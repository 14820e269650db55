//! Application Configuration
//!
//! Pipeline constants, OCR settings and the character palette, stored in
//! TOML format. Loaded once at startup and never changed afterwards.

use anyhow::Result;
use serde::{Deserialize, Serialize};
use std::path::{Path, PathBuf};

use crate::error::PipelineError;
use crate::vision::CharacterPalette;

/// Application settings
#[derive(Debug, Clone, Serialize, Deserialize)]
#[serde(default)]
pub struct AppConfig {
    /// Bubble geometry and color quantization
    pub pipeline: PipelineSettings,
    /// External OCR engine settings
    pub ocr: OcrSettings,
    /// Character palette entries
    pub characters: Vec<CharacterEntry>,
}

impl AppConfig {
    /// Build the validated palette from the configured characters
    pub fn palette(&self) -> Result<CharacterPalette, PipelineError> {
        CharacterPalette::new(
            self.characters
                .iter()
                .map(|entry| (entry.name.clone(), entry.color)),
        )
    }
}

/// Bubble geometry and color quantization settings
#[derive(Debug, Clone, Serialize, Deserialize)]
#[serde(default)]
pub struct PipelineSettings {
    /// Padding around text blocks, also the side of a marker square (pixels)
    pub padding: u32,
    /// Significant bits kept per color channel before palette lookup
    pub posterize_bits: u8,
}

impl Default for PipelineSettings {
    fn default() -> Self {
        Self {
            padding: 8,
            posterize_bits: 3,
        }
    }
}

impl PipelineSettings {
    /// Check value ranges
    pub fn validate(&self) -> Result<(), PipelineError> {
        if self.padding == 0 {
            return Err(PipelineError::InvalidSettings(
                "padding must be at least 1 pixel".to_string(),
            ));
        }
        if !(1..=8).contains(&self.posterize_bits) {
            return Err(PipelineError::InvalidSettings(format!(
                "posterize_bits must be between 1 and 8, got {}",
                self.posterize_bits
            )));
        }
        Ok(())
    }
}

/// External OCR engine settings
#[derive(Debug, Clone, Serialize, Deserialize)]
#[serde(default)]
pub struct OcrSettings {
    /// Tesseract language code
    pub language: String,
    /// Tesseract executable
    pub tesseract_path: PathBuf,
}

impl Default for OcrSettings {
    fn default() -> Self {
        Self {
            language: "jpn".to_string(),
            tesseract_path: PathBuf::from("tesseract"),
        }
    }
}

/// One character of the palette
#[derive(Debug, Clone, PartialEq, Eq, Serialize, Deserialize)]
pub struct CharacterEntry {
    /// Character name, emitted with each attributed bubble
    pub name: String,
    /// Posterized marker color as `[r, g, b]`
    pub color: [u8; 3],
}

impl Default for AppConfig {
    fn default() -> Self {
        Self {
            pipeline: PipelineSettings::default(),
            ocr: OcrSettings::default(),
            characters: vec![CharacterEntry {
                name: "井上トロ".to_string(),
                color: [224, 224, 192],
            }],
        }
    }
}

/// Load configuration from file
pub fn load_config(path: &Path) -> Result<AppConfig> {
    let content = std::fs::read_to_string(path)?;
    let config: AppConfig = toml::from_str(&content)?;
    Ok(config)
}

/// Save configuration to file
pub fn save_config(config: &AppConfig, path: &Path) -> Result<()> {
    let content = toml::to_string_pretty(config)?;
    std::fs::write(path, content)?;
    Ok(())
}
┄┄┄┄┄┄┄┄┄┄┄┄┄┄┄┄┄┄┄┄
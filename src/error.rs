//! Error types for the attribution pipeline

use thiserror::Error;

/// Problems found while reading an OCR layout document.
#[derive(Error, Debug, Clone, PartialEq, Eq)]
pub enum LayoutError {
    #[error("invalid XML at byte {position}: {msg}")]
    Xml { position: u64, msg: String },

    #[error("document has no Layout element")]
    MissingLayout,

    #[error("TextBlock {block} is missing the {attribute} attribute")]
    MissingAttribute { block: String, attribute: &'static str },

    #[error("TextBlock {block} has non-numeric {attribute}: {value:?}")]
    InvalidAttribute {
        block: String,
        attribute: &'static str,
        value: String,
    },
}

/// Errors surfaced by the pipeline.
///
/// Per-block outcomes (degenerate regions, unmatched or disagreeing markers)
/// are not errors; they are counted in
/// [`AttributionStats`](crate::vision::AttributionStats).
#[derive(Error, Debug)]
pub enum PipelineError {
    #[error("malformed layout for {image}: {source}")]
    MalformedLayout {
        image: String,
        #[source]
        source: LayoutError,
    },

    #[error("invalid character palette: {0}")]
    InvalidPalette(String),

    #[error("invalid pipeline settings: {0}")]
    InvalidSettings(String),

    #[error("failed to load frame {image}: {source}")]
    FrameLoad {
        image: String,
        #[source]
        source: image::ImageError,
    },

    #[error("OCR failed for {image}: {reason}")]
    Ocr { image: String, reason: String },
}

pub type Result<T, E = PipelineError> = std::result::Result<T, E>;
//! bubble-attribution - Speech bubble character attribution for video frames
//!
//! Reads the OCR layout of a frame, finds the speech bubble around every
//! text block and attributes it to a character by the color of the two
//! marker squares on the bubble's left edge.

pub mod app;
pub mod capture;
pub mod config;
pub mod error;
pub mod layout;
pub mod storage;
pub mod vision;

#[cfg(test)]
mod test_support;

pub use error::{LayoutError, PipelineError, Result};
┄┄┄┄┄┄┄┄┄┄┄┄┄┄┄┄┄┄┄┄
Scan the listing above. Collect all lines with the word "reason".

    #[error("OCR failed for {image}: {reason}")]
    Ocr { image: String, reason: String },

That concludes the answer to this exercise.